Aalix saiu do meio dos blocos de terra e Neri anulou sua proteção de ar. Todavia, antes que a jovem pudesse reagir, Aalix fez um movimento mínimo com as mãos que ele pôde reparar: mexendo os dedos indicadores para cima, algo nos pés de Neri se acionou. A terra vai perfurar… Sua lógica fez seu coração pesar. Ao mesmo tempo sua cabeça latejou e tudo o que ele pôde ver foi alguém, em seu passado, disparando uma pedra enorme em direção a uma criança, escondida atrás de um casa.

Neri!, exclamou internamente em meio a imagem embaçada na sua mente. Um estampido invadiu seus ouvidos e todos os murmúrios descontraídos pararam. Abriu os olhos quando a dor passou e viu a garota olhando para seus próprios pés, e depois para o chão. Nada estava diferente. As sobrancelhas femininas se franziram enquanto Aalix parecia ainda mais confusa.

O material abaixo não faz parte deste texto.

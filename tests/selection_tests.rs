use std::sync::Arc;

use sc_translator::selection::{Action, CaptureMode, Effect, Model, Phase};
use sc_translator::{PixelBuffer, PixelRect, Point, Rect, Size};

fn gradient(w: u32, h: u32) -> PixelBuffer {
    let mut img = PixelBuffer::filled(w, h, [0, 0, 0, 255]).unwrap();
    for y in 0..h {
        for x in 0..w {
            img.set_pixel(x, y, [(x % 256) as u8, (y % 256) as u8, 0, 255]);
        }
    }
    img
}

#[test]
fn settled_rects_are_always_larger_than_five() {
    for (to_x, to_y) in [(105.0, 200.0), (200.0, 105.0), (103.0, 103.0), (106.0, 106.0)] {
        let mut m = Model::new(Size::new(800.0, 600.0), CaptureMode::Region);
        m.reduce(Action::PrimaryDown(Point::new(100.0, 100.0)));
        m.reduce(Action::PointerMove(Point::new(to_x, to_y)));
        m.reduce(Action::PrimaryUp(Point::new(to_x, to_y)));

        match m.phase() {
            Phase::Settled { rect } => assert!(rect.width > 5.0 && rect.height > 5.0),
            Phase::Idle => assert!(to_x - 100.0 <= 5.0 || to_y - 100.0 <= 5.0),
            other => panic!("unexpected phase {other:?}"),
        }
    }
}

#[test]
fn translate_mode_runs_on_settle_and_crops_in_pixels() {
    // Surface shown at half the physical resolution.
    let source = Arc::new(gradient(400, 300));
    let mut m = Model::new(Size::new(200.0, 150.0), CaptureMode::Translate).with_source(source);

    m.reduce(Action::PrimaryDown(Point::new(10.0, 20.0)));
    let moving = m.reduce(Action::PointerMove(Point::new(60.0, 70.0)));
    assert!(
        moving
            .iter()
            .any(|e| matches!(e, Effect::UpdateMagnifier(v) if v.crop.is_some()))
    );

    let settled = m.reduce(Action::PrimaryUp(Point::new(60.0, 70.0)));
    let rect = Rect::new(10.0, 20.0, 50.0, 50.0);
    assert!(settled.contains(&Effect::RunTranslate { rect }));

    assert_eq!(m.selected_pixels(), Some(PixelRect::new(20, 40, 100, 100)));
    let crop = m.selected_image().unwrap();
    assert_eq!((crop.width(), crop.height()), (100, 100));
    assert_eq!(crop.rgba_at(0, 0), [20, 40, 0, 255]);
}

#[test]
fn moves_after_settling_do_not_update_the_magnifier() {
    let mut m = Model::new(Size::new(800.0, 600.0), CaptureMode::Region);
    m.reduce(Action::PrimaryDown(Point::new(100.0, 100.0)));
    m.reduce(Action::PointerMove(Point::new(300.0, 300.0)));
    m.reduce(Action::PrimaryUp(Point::new(300.0, 300.0)));
    assert!(m.reduce(Action::PointerMove(Point::new(10.0, 10.0))).is_empty());
}

#[test]
fn toolbar_flips_above_a_selection_near_the_bottom() {
    let mut m = Model::new(Size::new(800.0, 600.0), CaptureMode::Region);
    m.reduce(Action::PrimaryDown(Point::new(100.0, 400.0)));
    m.reduce(Action::PointerMove(Point::new(300.0, 580.0)));
    let effects = m.reduce(Action::PrimaryUp(Point::new(300.0, 580.0)));
    let rect = Rect::new(100.0, 400.0, 200.0, 180.0);
    assert!(effects.contains(&Effect::ShowToolbar { rect, top: 352.0 }));
}

#[test]
fn escape_closes_and_further_input_is_ignored() {
    let mut m = Model::new(Size::new(800.0, 600.0), CaptureMode::Ocr);
    m.reduce(Action::PrimaryDown(Point::new(100.0, 100.0)));
    assert_eq!(m.reduce(Action::Escape), vec![Effect::Close]);
    assert!(m.reduce(Action::PrimaryUp(Point::new(300.0, 300.0))).is_empty());
    assert_eq!(m.phase(), &Phase::Closed);
}
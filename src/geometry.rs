//! Coordinate types.
//!
//! Two coordinate spaces exist side by side: logical/display coordinates (pointer events, UI
//! layout, `f64`) and source-image pixel coordinates (`i32`). They are separate types and the
//! only bridge between them is [`Scale`].

/// Point in logical/display coordinates.
#[derive(Debug, Clone, Copy, PartialEq, Default)]
pub struct Point {
    pub x: f64,
    pub y: f64,
}

impl Point {
    #[inline]
    pub const fn new(x: f64, y: f64) -> Self {
        Self { x, y }
    }
}

/// Size of a display surface in logical units.
#[derive(Debug, Clone, Copy, PartialEq, Default)]
pub struct Size {
    pub width: f64,
    pub height: f64,
}

impl Size {
    #[inline]
    pub const fn new(width: f64, height: f64) -> Self {
        Self { width, height }
    }
}

/// Rectangle in logical/display coordinates.
#[derive(Debug, Clone, Copy, PartialEq, Default)]
pub struct Rect {
    pub x: f64,
    pub y: f64,
    pub width: f64,
    pub height: f64,
}

impl Rect {
    #[inline]
    pub const fn new(x: f64, y: f64, width: f64, height: f64) -> Self {
        Self {
            x,
            y,
            width,
            height,
        }
    }

    /// Construct a normalized rectangle from two corner points, in any order.
    pub fn from_points(a: Point, b: Point) -> Self {
        Self {
            x: a.x.min(b.x),
            y: a.y.min(b.y),
            width: (b.x - a.x).abs(),
            height: (b.y - a.y).abs(),
        }
    }

    #[inline]
    pub fn right(&self) -> f64 {
        self.x + self.width
    }

    #[inline]
    pub fn bottom(&self) -> f64 {
        self.y + self.height
    }

    /// True if both sides are strictly longer than `min`.
    #[inline]
    pub fn exceeds(&self, min: f64) -> bool {
        self.width > min && self.height > min
    }
}

/// Rectangle in source-image pixel coordinates.
#[derive(Debug, Clone, Copy, PartialEq, Eq, Default, Hash)]
pub struct PixelRect {
    pub x: i32,
    pub y: i32,
    pub width: i32,
    pub height: i32,
}

impl PixelRect {
    #[inline]
    pub const fn new(x: i32, y: i32, width: i32, height: i32) -> Self {
        Self {
            x,
            y,
            width,
            height,
        }
    }

    #[inline]
    pub fn right(&self) -> i32 {
        self.x + self.width
    }

    #[inline]
    pub fn bottom(&self) -> i32 {
        self.y + self.height
    }

    /// `(right, bottom)`, or `None` if either edge does not fit in an `i32`.
    pub fn checked_far_corner(&self) -> Option<(i32, i32)> {
        Some((
            self.x.checked_add(self.width)?,
            self.y.checked_add(self.height)?,
        ))
    }

    #[inline]
    pub fn is_empty(&self) -> bool {
        self.width <= 0 || self.height <= 0
    }

    /// Clamp against a `width`×`height` surface.
    ///
    /// Negative origins move to 0 and the extent is capped at `dimension - origin`. The result
    /// may be empty; callers check [`PixelRect::is_empty`].
    pub fn clamp_to(&self, width: u32, height: u32) -> PixelRect {
        let x = self.x.max(0);
        let y = self.y.max(0);
        let w = self.width.min(width as i32 - x).max(0);
        let h = self.height.min(height as i32 - y).max(0);
        PixelRect::new(x, y, w, h)
    }

    #[inline]
    pub fn contains(&self, x: i32, y: i32) -> bool {
        x >= self.x && x < self.right() && y >= self.y && y < self.bottom()
    }
}

/// Per-axis factor from logical/display units to image pixels.
#[derive(Debug, Clone, Copy, PartialEq)]
pub struct Scale {
    pub x: f64,
    pub y: f64,
}

impl Default for Scale {
    fn default() -> Self {
        Self::identity()
    }
}

impl Scale {
    pub const fn identity() -> Self {
        Self { x: 1.0, y: 1.0 }
    }

    /// `imagePixelDimension / displayLogicalDimension` per axis.
    ///
    /// A degenerate display axis falls back to 1.0.
    pub fn between(image_width: u32, image_height: u32, display: Size) -> Self {
        let ratio = |pixels: u32, logical: f64| {
            if logical > 0.0 {
                pixels as f64 / logical
            } else {
                1.0
            }
        };
        Self {
            x: ratio(image_width, display.width),
            y: ratio(image_height, display.height),
        }
    }

    /// Map a logical point to integer image pixels (truncating).
    #[inline]
    pub fn map_point(&self, p: Point) -> (i32, i32) {
        ((p.x * self.x) as i32, (p.y * self.y) as i32)
    }

    /// Map a logical point to fractional image pixels.
    #[inline]
    pub fn map_point_f32(&self, p: Point) -> (f32, f32) {
        ((p.x * self.x) as f32, (p.y * self.y) as f32)
    }

    /// Map a logical rectangle to a pixel rectangle; every component truncates independently.
    pub fn map_rect(&self, r: Rect) -> PixelRect {
        PixelRect::new(
            (r.x * self.x) as i32,
            (r.y * self.y) as i32,
            (r.width * self.x) as i32,
            (r.height * self.y) as i32,
        )
    }
}

/// Uniform letterbox scale for showing a `image_width`×`image_height` image inside `display`.
pub fn fit_scale(image_width: u32, image_height: u32, display: Size) -> f64 {
    if image_width == 0 || image_height == 0 {
        return 1.0;
    }
    (display.width / image_width as f64).min(display.height / image_height as f64)
}

#[cfg(test)]
mod tests {
    use super::*;

    #[test]
    fn from_points_is_order_independent() {
        let a = Rect::from_points(Point::new(300.0, 300.0), Point::new(100.0, 100.0));
        let b = Rect::from_points(Point::new(100.0, 100.0), Point::new(300.0, 300.0));
        assert_eq!(a, b);
        assert_eq!(a, Rect::new(100.0, 100.0, 200.0, 200.0));
    }

    #[test]
    fn clamp_handles_every_edge() {
        let r = PixelRect::new(-5, -5, 20, 20).clamp_to(10, 10);
        assert_eq!(r, PixelRect::new(0, 0, 10, 10));

        let r = PixelRect::new(8, 8, 20, 20).clamp_to(10, 10);
        assert_eq!(r, PixelRect::new(8, 8, 2, 2));

        let r = PixelRect::new(12, 3, 5, 5).clamp_to(10, 10);
        assert!(r.is_empty());
    }

    #[test]
    fn scale_maps_logical_to_pixels() {
        let scale = Scale::between(2880, 1800, Size::new(1440.0, 900.0));
        assert_eq!(scale, Scale { x: 2.0, y: 2.0 });
        assert_eq!(
            scale.map_rect(Rect::new(10.5, 20.25, 100.0, 50.0)),
            PixelRect::new(21, 40, 200, 100)
        );
        assert_eq!(scale.map_point(Point::new(0.75, 0.75)), (1, 1));
    }

    #[test]
    fn degenerate_display_keeps_identity() {
        let scale = Scale::between(100, 100, Size::new(0.0, 0.0));
        assert_eq!(scale, Scale::identity());
    }

    #[test]
    fn fit_scale_is_uniform() {
        assert_eq!(fit_scale(1000, 800, Size::new(500.0, 500.0)), 0.5);
        assert_eq!(fit_scale(1000, 800, Size::new(2000.0, 800.0)), 1.0);
    }
}
//! Translated-text overlay.
//!
//! Blocks are positioned in source-image pixels; the overlay is shown in a display area that
//! letterboxes the image with a uniform scale. Each block becomes a chip at the scaled
//! position whose width is capped at the scaled block width. Chips may overlap.

use image::imageops::FilterType;
use tracing::{debug, warn};

use crate::error::PixelBufferError;
use crate::font::{TextRasterizer, blend_pixel};
use crate::geometry::{Size, fit_scale};
use crate::pixel_buffer::PixelBuffer;
use crate::translation::TranslationBlock;

pub const CHIP_BACKGROUND: [u8; 4] = [255, 255, 255, 200];
pub const CHIP_TEXT_COLOR: [u8; 4] = [0, 0, 0, 255];
pub const CHIP_PADDING: f32 = 2.0;
pub const CHIP_FONT_SIZE: f32 = 11.0;

/// Placement of one translated block in display space.
#[derive(Debug, Clone, PartialEq)]
pub struct Chip {
    pub x: f64,
    pub y: f64,
    /// Outer width limit including padding.
    pub max_width: f64,
    pub text: String,
}

#[derive(Debug, Clone, PartialEq)]
pub struct OverlayLayout {
    pub scale: f64,
    pub chips: Vec<Chip>,
}

/// Map blocks into display space for an `image_width`×`image_height` image shown in `display`.
pub fn layout(
    image_width: u32,
    image_height: u32,
    display: Size,
    blocks: &[TranslationBlock],
) -> OverlayLayout {
    let scale = fit_scale(image_width, image_height, display);
    let chips = blocks
        .iter()
        .map(|b| Chip {
            x: b.x * scale,
            y: b.y * scale,
            max_width: b.width * scale,
            text: b.translated_text.clone(),
        })
        .collect();
    OverlayLayout { scale, chips }
}

/// Composites translated chips over a scaled copy of the source image.
#[derive(Debug, Clone, Default)]
pub struct OverlayRenderer {
    font: Option<TextRasterizer>,
}

impl OverlayRenderer {
    pub fn new(font: Option<TextRasterizer>) -> Self {
        Self { font }
    }

    /// Image scaled into `display` with every block's chip drawn on top.
    pub fn render(
        &self,
        image: &PixelBuffer,
        display: Size,
        blocks: &[TranslationBlock],
    ) -> Result<PixelBuffer, PixelBufferError> {
        let layout = layout(image.width(), image.height(), display, blocks);
        let w = ((image.width() as f64 * layout.scale).round() as u32).max(1);
        let h = ((image.height() as f64 * layout.scale).round() as u32).max(1);
        debug!(
            "Overlay at scale {:.3}: {}x{} with {} chip(s)",
            layout.scale,
            w,
            h,
            layout.chips.len()
        );

        let mut canvas = if (w, h) == (image.width(), image.height()) {
            image.to_rgba_image()
        } else {
            image::imageops::resize(&image.to_rgba_image(), w, h, FilterType::Triangle)
        };

        match &self.font {
            Some(font) => {
                for chip in &layout.chips {
                    draw_chip(&mut canvas, font, chip);
                }
            }
            None if !layout.chips.is_empty() => {
                warn!("No font loaded, overlay chips are not drawn");
            }
            None => {}
        }

        Ok(PixelBuffer::from_rgba_image(canvas)?.to_order(image.channel_order()))
    }
}

fn draw_chip(canvas: &mut image::RgbaImage, font: &TextRasterizer, chip: &Chip) {
    if chip.text.is_empty() {
        return;
    }
    let text_max = (chip.max_width as f32 - 2.0 * CHIP_PADDING).max(1.0);
    let lines = font.wrap(&chip.text, CHIP_FONT_SIZE, text_max);
    let text_width = lines
        .iter()
        .map(|l| font.measure(l, CHIP_FONT_SIZE))
        .fold(0.0f32, f32::max)
        .min(text_max);
    let line_height = font.line_height(CHIP_FONT_SIZE);

    let x0 = chip.x as f32;
    let y0 = chip.y as f32;
    let x1 = x0 + text_width + 2.0 * CHIP_PADDING;
    let y1 = y0 + lines.len() as f32 * line_height + 2.0 * CHIP_PADDING;

    let (cw, ch) = (canvas.width() as i64, canvas.height() as i64);
    let clamp = |v: f32, max: i64| (v.round() as i64).clamp(0, max);
    for py in clamp(y0, ch)..clamp(y1, ch) {
        for px in clamp(x0, cw)..clamp(x1, cw) {
            blend_pixel(canvas, px as u32, py as u32, CHIP_BACKGROUND);
        }
    }

    font.draw(
        canvas,
        x0 + CHIP_PADDING,
        y0 + CHIP_PADDING,
        &lines.join("\n"),
        CHIP_TEXT_COLOR,
        CHIP_FONT_SIZE,
    );
}
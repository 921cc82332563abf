//! Machine translation seam and result types.

pub mod blocks;
pub mod language;
pub mod mymemory;

use async_trait::async_trait;

use crate::error::TranslateError;

pub use blocks::TextBlockTranslator;
pub use mymemory::MyMemoryTranslator;

/// Translation provider interface.
#[async_trait]
pub trait Translator: Send + Sync {
    /// Translate `text` from `source` to `target`. `source` may be `"auto"`.
    ///
    /// Blank input is rejected with [`TranslateError::EmptyInput`].
    async fn translate(
        &self,
        text: &str,
        source: &str,
        target: &str,
    ) -> Result<Translation, TranslateError>;

    /// Provider name for logs and UI.
    fn name(&self) -> &str;
}

/// One successful provider response.
#[derive(Debug, Clone, PartialEq)]
pub struct Translation {
    pub text: String,
    /// Language pair actually sent to the provider.
    pub source: String,
    pub target: String,
    pub provider: String,
}

/// A translated line positioned in source-image pixel space.
#[derive(Debug, Clone, PartialEq, Default)]
pub struct TranslationBlock {
    pub original_text: String,
    pub translated_text: String,
    pub x: f64,
    pub y: f64,
    pub width: f64,
    pub height: f64,
}

/// Outcome of translating a set of lines.
#[derive(Debug, Clone, PartialEq, Default)]
pub struct TranslationResult {
    pub success: bool,
    pub original_text: String,
    pub translated_text: String,
    pub source_lang: String,
    pub target_lang: String,
    pub error: Option<String>,
    pub blocks: Vec<TranslationBlock>,
}
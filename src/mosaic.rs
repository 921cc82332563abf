//! Block-averaging mosaic (pixelation) used for redaction.

use tracing::debug;

use crate::geometry::PixelRect;
use crate::pixel_buffer::PixelBuffer;

/// Default edge length of a mosaic cell, in pixels.
pub const DEFAULT_BLOCK_SIZE: u32 = 10;

/// Return a copy of `buffer` with `rect` pixelated.
///
/// The rectangle is clamped to the buffer first; if nothing is left the copy is unchanged.
pub fn apply(buffer: &PixelBuffer, rect: PixelRect, block_size: u32) -> PixelBuffer {
    let mut out = buffer.clone();
    apply_in_place(&mut out, rect, block_size);
    out
}

/// Pixelate `rect` of `buffer` in place.
///
/// The clamped region is tiled by `block_size`×`block_size` cells anchored at its top-left
/// corner; trailing cells on the right and bottom edges are smaller. Each cell is overwritten
/// with the truncated per-channel mean of its pixels. A `block_size` of 0 is treated as 1.
pub fn apply_in_place(buffer: &mut PixelBuffer, rect: PixelRect, block_size: u32) {
    let region = rect.clamp_to(buffer.width(), buffer.height());
    if region.is_empty() {
        debug!("Mosaic region {:?} is outside the buffer, skipping", rect);
        return;
    }
    let block = block_size.clamp(1, i32::MAX as u32) as i32;

    let mut y = region.y;
    while y < region.bottom() {
        let cell_h = block.min(region.bottom() - y);
        let mut x = region.x;
        while x < region.right() {
            let cell_w = block.min(region.right() - x);
            let cell = PixelRect::new(x, y, cell_w, cell_h);
            let mean = buffer.block_mean(cell);
            buffer.fill_rect(cell, mean);
            x = x.saturating_add(block);
        }
        y = y.saturating_add(block);
    }
}

#[cfg(test)]
mod tests {
    use super::*;
    use crate::pixel_buffer::ChannelOrder;

    fn checker(width: u32, height: u32) -> PixelBuffer {
        let mut buf = PixelBuffer::new(width, height, ChannelOrder::Rgba).unwrap();
        for y in 0..height {
            for x in 0..width {
                let v = if (x + y) % 2 == 0 { 255 } else { 0 };
                buf.set_pixel(x, y, [v, v / 2, 0, 255]);
            }
        }
        buf
    }

    #[test]
    fn averages_each_cell() {
        let buf = checker(4, 4);
        let out = apply(&buf, PixelRect::new(0, 0, 4, 4), 2);
        // Each 2x2 cell holds two 255s and two 0s: mean 127 (truncated).
        for y in 0..4 {
            for x in 0..4 {
                assert_eq!(out.pixel(x, y), [127, 63, 0, 255]);
            }
        }
    }

    #[test]
    fn ragged_trailing_cells() {
        let mut buf = PixelBuffer::filled(5, 1, [0, 0, 0, 255]).unwrap();
        buf.set_pixel(4, 0, [200, 0, 0, 255]);
        let out = apply(&buf, PixelRect::new(0, 0, 5, 1), 2);
        // Cells: [0,1], [2,3], [4]; the lone trailing pixel keeps its own value.
        assert_eq!(out.pixel(4, 0), [200, 0, 0, 255]);
        assert_eq!(out.pixel(0, 0), [0, 0, 0, 255]);
    }

    #[test]
    fn leaves_outside_pixels_untouched() {
        let buf = checker(20, 20);
        let out = apply(&buf, PixelRect::new(-5, 15, 10, 10), 3);
        for y in 0..20 {
            for x in 0..20 {
                if x >= 10 || y < 15 {
                    assert_eq!(out.pixel(x, y), buf.pixel(x, y), "pixel ({x}, {y})");
                }
            }
        }
    }

    #[test]
    fn negative_origin_keeps_its_extent() {
        let buf = checker(20, 20);
        let out = apply(&buf, PixelRect::new(-5, 15, 10, 10), 20);
        // Clamped to (0, 15, 10, 5): one cell spanning columns 0..10.
        let mean = out.pixel(0, 15);
        assert_eq!(out.pixel(9, 19), mean);
        assert_ne!(mean, buf.pixel(0, 15));
        assert_eq!(out.pixel(10, 15), buf.pixel(10, 15));
    }

    #[test]
    fn huge_block_gives_a_single_cell() {
        let buf = checker(20, 20);
        let out = apply(&buf, PixelRect::new(0, 0, 20, 20), 3_000_000_000);
        // 200 of the 400 pixels are 255: mean 127.
        for y in 0..20 {
            for x in 0..20 {
                assert_eq!(out.pixel(x, y), [127, 63, 0, 255]);
            }
        }
        assert_eq!(apply(&buf, PixelRect::new(0, 0, 20, 20), u32::MAX), out);
    }

    #[test]
    fn zero_area_and_zero_block() {
        let buf = checker(8, 8);
        assert_eq!(apply(&buf, PixelRect::new(3, 3, 0, 4), 4), buf);
        assert_eq!(apply(&buf, PixelRect::new(9, 9, 4, 4), 4), buf);
        // Block size 0 behaves as 1: every cell is one pixel, so nothing changes.
        assert_eq!(apply(&buf, PixelRect::new(0, 0, 8, 8), 0), buf);
    }

    #[test]
    fn is_idempotent() {
        let buf = checker(33, 17);
        let rect = PixelRect::new(4, 2, 25, 13);
        let once = apply(&buf, rect, DEFAULT_BLOCK_SIZE);
        let twice = apply(&once, rect, DEFAULT_BLOCK_SIZE);
        assert_eq!(once, twice);
    }
}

Depois seus olhos castanhos se voltaram em direção a ele, brilhantes como as estrelas que viram dias atrás. O rosto pequeno se abriu em um sorriso de satisfação por um instante antes de encarar Aalix e mexer os lábios, dizendo algo para a mulher em tom baixíssimo.

— Podemos voltar ao treinamento, pessoal? - falou para o resto, ignorando os olhos raivosos de sua adversária.

O grupo de pessoas, embora confusas, assentiram e retomaram o sistema de treino rapidamente. Aalix saiu a passos pesados sem ninguém falar nada e Kyprios também deu sequência às aulas. Ele, no entanto, continuava no mesmo canto, ainda tentando entender o que tinha acontecido, estagnado.

Talvez os outros tivessem ignorado o que acabara de acontecer, mas ele não conseguia guardar mais algumas dúvidas - ou sua curiosidade. Pelo menos isso preciso entender.